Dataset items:

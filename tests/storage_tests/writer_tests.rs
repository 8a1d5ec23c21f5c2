//! Tests for Writer
//!
//! These tests verify:
//! - Puts and removes reach both the log and the KeyDir
//! - Rotation at the configured file size
//! - Batches: all-or-nothing KeyDir updates
//! - Sealing on close

use std::sync::Arc;

use caskkv::batch::Batch;
use caskkv::config::{Config, SyncStrategy};
use caskkv::error::CaskError;
use caskkv::keydir::KeyDir;
use caskkv::log::{FileId, LogRecord};
use caskkv::storage::{FileRegistry, Writer};
use tempfile::TempDir;

// =============================================================================
// Helper Functions
// =============================================================================

struct Fixture {
    _temp: TempDir,
    keydir: Arc<KeyDir>,
    files: Arc<FileRegistry>,
    writer: Writer,
}

fn setup_writer(max_file_size: u64) -> Fixture {
    let temp_dir = TempDir::new().unwrap();
    let config = Config::builder()
        .data_dir(temp_dir.path())
        .max_file_size(max_file_size)
        .sync_strategy(SyncStrategy::EveryWrite)
        .build();
    let keydir = Arc::new(KeyDir::new());
    let files = Arc::new(FileRegistry::new());
    let writer = Writer::open(&config, FileId(0), Arc::clone(&keydir), Arc::clone(&files)).unwrap();
    Fixture {
        _temp: temp_dir,
        keydir,
        files,
        writer,
    }
}

impl Fixture {
    fn get(&self, key: &[u8]) -> Option<Vec<u8>> {
        let entry = self.keydir.lookup(key)?;
        let file = self.files.get(entry.file_id).unwrap();
        Some(file.read_value(entry.value_position, entry.value_size).unwrap())
    }
}

/// On-disk size of a put with a 2-byte key and 2-byte value
fn small_record_len() -> u64 {
    LogRecord::put(b"k0".to_vec(), b"v0".to_vec()).encoded_len()
}

// =============================================================================
// Basic Operation Tests
// =============================================================================

#[test]
fn test_put_updates_keydir() {
    let mut fx = setup_writer(1024 * 1024);

    fx.writer.put(b"key", b"value").unwrap();

    let entry = fx.keydir.lookup(b"key").unwrap();
    assert_eq!(entry.file_id, FileId(0));
    assert_eq!(entry.value_size, 5);
    assert_eq!(fx.get(b"key"), Some(b"value".to_vec()));
}

#[test]
fn test_remove_logs_tombstone() {
    let mut fx = setup_writer(1024 * 1024);
    fx.writer.put(b"key", b"value").unwrap();
    let before = fx.files.total_size();

    fx.writer.remove(b"key").unwrap();
    fx.writer.remove(b"never-existed").unwrap();

    assert_eq!(fx.keydir.lookup(b"key"), None);
    assert_eq!(
        fx.files.total_size(),
        before
            + LogRecord::tombstone(b"key".to_vec()).encoded_len()
            + LogRecord::tombstone(b"never-existed".to_vec()).encoded_len()
    );
}

// =============================================================================
// Rotation Tests
// =============================================================================

#[test]
fn test_rotation_at_size_limit() {
    let mut fx = setup_writer(small_record_len() * 2);

    fx.writer.put(b"k0", b"v0").unwrap();
    fx.writer.put(b"k1", b"v1").unwrap();
    assert_eq!(fx.writer.active_id(), Some(FileId(0)));

    fx.writer.put(b"k2", b"v2").unwrap();
    assert_eq!(fx.writer.active_id(), Some(FileId(1)));

    assert_eq!(fx.keydir.lookup(b"k1").unwrap().file_id, FileId(0));
    assert_eq!(fx.keydir.lookup(b"k2").unwrap().file_id, FileId(1));
    assert_eq!(fx.get(b"k0"), Some(b"v0".to_vec()));
    assert_eq!(fx.get(b"k2"), Some(b"v2".to_vec()));

    // The sealed file got its hint
    assert!(fx.files.get(FileId(0)).unwrap().hint_path().exists());
}

#[test]
fn test_oversized_record_gets_own_file() {
    let mut fx = setup_writer(16);

    fx.writer.put(b"a", &[1u8; 100]).unwrap();
    fx.writer.put(b"b", &[2u8; 100]).unwrap();

    assert_eq!(fx.keydir.lookup(b"a").unwrap().file_id, FileId(0));
    assert_eq!(fx.keydir.lookup(b"b").unwrap().file_id, FileId(1));
    assert_eq!(fx.get(b"b"), Some(vec![2u8; 100]));
}

#[test]
fn test_manual_rotate_skips_empty_file() {
    let mut fx = setup_writer(1024);

    let next = fx.writer.rotate().unwrap();

    assert_eq!(next, FileId(1));
    assert_eq!(fx.files.ids(), vec![FileId(1)]);
    assert!(fx.writer.active_is_empty());
}

// =============================================================================
// Batch Tests
// =============================================================================

#[test]
fn test_batch_applies_in_order() {
    let mut fx = setup_writer(1024 * 1024);
    fx.writer.put(b"old", b"1").unwrap();

    let mut batch = Batch::new();
    batch.put("a", "1").put("a", "2").remove("old").put("b", "3");
    fx.writer.write(&batch).unwrap();

    assert_eq!(fx.get(b"a"), Some(b"2".to_vec()));
    assert_eq!(fx.get(b"b"), Some(b"3".to_vec()));
    assert_eq!(fx.get(b"old"), None);
}

#[test]
fn test_batch_rotates_mid_batch() {
    let mut fx = setup_writer(small_record_len() * 2);

    let mut batch = Batch::new();
    for i in 0..5 {
        batch.put(format!("k{}", i), format!("v{}", i));
    }
    fx.writer.write(&batch).unwrap();

    assert_eq!(fx.files.len(), 3);
    for i in 0..5 {
        assert_eq!(
            fx.get(format!("k{}", i).as_bytes()),
            Some(format!("v{}", i).into_bytes())
        );
    }
}

#[test]
fn test_invalid_batch_writes_nothing() {
    let mut fx = setup_writer(1024 * 1024);
    fx.writer.put(b"keep", b"1").unwrap();
    let before = fx.files.total_size();

    let mut batch = Batch::new();
    batch
        .put("new", "value")
        .remove("keep")
        .put(vec![b'x'; u16::MAX as usize + 1], "too big");
    let result = fx.writer.write(&batch);

    assert!(matches!(result, Err(CaskError::RecordTooLarge { .. })));
    assert_eq!(fx.files.total_size(), before);
    assert_eq!(fx.get(b"keep"), Some(b"1".to_vec()));
    assert_eq!(fx.get(b"new"), None);
}

#[test]
fn test_sealed_active_file_rotates() {
    let mut fx = setup_writer(1024 * 1024);
    fx.writer.put(b"a", b"1").unwrap();

    // The active file stops taking appends, as after a failed rollback
    fx.files.get(FileId(0)).unwrap().close(false).unwrap();
    fx.writer.put(b"b", b"2").unwrap();

    assert_eq!(fx.writer.active_id(), Some(FileId(1)));
    assert_eq!(fx.keydir.lookup(b"b").unwrap().file_id, FileId(1));
    assert_eq!(fx.get(b"a"), Some(b"1".to_vec()));
    assert_eq!(fx.get(b"b"), Some(b"2".to_vec()));
}

// =============================================================================
// Close Tests
// =============================================================================

#[test]
fn test_close_seals_and_rejects_writes() {
    let mut fx = setup_writer(1024);
    fx.writer.put(b"k", b"v").unwrap();

    fx.writer.close().unwrap();

    assert!(fx.writer.is_closed());
    assert!(matches!(fx.writer.put(b"k", b"v2"), Err(CaskError::Closed)));
    assert!(fx.files.get(FileId(0)).unwrap().hint_path().exists());
    assert_eq!(fx.get(b"k"), Some(b"v".to_vec()));
}

#[test]
fn test_close_removes_unused_file() {
    let mut fx = setup_writer(1024);
    let path = FileId(0).data_path(fx.writer.dir());
    assert!(path.exists());

    fx.writer.close().unwrap();

    assert!(!path.exists());
    assert!(fx.files.is_empty());
}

### What needs to be done
Copy out each line of the records where the word "None" appears.

### Written response
    assert_eq!(fx.keydir.lookup(b"key"), None);
    assert_eq!(fx.get(b"old"), None);
    assert_eq!(fx.get(b"new"), None);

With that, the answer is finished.